Exactly as written, copy the lines that run from the start of the data below to the line containing "- [repository::Git2Repository]: real", both ends included.

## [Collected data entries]
● ● ● ● ● ● ●

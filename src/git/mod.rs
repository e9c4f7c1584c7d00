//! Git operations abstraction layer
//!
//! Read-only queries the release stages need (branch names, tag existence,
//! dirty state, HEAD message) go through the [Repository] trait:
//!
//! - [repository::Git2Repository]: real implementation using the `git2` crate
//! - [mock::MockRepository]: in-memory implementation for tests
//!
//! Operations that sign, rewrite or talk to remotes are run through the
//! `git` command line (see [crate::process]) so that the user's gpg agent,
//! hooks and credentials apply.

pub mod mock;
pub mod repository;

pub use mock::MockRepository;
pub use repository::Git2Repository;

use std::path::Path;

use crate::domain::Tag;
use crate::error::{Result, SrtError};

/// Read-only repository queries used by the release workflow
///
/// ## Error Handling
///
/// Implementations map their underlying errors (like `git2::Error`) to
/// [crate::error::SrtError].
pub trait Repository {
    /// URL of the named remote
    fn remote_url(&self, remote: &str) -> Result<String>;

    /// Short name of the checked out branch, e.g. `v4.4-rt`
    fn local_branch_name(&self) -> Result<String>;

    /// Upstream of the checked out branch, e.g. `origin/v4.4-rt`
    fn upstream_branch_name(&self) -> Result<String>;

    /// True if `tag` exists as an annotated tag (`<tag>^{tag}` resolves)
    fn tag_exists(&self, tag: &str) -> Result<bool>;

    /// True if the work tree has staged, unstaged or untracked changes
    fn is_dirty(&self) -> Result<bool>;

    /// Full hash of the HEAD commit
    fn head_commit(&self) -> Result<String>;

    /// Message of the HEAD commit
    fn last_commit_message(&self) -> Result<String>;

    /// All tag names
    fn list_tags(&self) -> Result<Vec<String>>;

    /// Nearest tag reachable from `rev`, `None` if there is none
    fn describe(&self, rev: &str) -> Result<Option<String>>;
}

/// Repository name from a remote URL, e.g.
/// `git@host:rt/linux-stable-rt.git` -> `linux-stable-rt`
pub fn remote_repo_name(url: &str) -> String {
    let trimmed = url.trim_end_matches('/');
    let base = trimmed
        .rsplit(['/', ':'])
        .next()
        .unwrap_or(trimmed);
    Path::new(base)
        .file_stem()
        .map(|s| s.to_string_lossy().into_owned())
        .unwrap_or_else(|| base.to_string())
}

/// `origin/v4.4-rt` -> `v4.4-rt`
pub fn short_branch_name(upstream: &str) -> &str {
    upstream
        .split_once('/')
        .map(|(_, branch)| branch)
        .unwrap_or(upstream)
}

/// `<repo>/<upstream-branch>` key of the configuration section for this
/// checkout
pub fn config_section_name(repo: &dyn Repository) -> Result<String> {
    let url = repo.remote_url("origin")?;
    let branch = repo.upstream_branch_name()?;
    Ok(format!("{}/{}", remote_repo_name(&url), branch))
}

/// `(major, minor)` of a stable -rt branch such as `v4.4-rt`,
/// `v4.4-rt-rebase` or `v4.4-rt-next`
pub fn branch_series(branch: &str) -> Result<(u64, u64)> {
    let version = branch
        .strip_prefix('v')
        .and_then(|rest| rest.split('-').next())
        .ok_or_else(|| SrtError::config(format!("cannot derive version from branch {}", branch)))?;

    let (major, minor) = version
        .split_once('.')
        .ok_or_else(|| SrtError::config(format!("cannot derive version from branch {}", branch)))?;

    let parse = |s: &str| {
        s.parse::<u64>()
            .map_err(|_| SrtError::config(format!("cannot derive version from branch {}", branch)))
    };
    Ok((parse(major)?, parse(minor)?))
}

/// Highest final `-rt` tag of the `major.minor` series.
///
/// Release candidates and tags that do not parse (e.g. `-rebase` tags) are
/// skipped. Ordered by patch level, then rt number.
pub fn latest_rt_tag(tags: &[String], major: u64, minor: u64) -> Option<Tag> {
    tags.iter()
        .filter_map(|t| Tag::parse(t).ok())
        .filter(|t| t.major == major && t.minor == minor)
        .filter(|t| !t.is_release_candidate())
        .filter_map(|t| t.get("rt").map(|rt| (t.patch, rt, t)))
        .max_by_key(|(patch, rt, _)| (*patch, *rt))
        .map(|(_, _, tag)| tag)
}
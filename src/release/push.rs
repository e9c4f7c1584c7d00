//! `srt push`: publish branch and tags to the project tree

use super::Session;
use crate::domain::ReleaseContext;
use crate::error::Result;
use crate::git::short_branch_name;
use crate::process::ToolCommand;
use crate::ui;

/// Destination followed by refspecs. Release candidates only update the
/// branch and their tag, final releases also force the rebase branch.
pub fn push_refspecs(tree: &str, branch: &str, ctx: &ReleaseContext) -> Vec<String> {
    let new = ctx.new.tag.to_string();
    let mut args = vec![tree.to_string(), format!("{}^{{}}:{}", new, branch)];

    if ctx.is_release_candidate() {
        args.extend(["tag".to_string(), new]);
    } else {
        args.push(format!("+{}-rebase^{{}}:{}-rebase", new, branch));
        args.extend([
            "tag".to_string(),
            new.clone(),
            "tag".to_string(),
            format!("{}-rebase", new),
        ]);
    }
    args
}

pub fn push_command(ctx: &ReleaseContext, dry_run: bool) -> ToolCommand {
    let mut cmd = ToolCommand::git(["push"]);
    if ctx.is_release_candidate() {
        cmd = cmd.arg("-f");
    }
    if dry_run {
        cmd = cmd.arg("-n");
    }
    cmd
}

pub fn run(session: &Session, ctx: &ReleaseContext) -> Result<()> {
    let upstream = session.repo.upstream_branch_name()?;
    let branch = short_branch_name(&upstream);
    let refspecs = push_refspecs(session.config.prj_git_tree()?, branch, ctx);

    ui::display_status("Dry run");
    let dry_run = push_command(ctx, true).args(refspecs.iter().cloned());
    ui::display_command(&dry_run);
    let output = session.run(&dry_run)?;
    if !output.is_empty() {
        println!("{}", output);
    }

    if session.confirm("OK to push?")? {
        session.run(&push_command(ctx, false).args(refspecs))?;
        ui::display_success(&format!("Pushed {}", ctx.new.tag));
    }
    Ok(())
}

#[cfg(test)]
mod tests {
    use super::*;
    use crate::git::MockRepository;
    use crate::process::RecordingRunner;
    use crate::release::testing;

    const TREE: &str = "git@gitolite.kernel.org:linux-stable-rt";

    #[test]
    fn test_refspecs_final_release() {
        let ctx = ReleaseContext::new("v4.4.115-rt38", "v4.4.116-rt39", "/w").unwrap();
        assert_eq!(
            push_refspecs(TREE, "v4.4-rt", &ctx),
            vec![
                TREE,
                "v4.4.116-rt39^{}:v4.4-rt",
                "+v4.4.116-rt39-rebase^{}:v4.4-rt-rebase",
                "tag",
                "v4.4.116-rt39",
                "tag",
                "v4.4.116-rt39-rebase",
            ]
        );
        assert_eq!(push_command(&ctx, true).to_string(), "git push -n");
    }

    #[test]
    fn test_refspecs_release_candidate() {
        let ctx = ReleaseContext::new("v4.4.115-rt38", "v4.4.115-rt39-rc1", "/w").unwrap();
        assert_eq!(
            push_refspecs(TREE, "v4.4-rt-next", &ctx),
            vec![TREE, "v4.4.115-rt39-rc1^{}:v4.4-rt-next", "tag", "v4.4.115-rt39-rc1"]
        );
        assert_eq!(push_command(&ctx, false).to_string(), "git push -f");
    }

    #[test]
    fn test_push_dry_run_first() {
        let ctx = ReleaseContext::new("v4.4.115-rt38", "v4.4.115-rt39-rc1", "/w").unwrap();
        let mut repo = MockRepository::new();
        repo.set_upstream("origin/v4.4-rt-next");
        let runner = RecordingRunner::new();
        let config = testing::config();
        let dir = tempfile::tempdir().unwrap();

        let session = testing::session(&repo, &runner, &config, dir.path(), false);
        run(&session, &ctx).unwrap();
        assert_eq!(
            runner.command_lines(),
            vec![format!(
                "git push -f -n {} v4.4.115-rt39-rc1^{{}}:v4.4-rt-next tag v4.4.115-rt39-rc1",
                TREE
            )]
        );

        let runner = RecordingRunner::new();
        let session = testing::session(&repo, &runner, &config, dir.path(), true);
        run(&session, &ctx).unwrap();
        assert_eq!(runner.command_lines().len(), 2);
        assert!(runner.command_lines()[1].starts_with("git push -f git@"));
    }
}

● ● ● ● ● ● ●

## [ANSWER TO THE PROBLEM]
filename src/git/mod.rs
repository e9c4f7c1584c7d00
//! Git operations abstraction layer
//!
//! Read-only queries the release stages need (branch names, tag existence,
//! dirty state, HEAD message) go through the [Repository] trait:
//!
//! - [repository::Git2Repository]: real implementation using the `git2` crate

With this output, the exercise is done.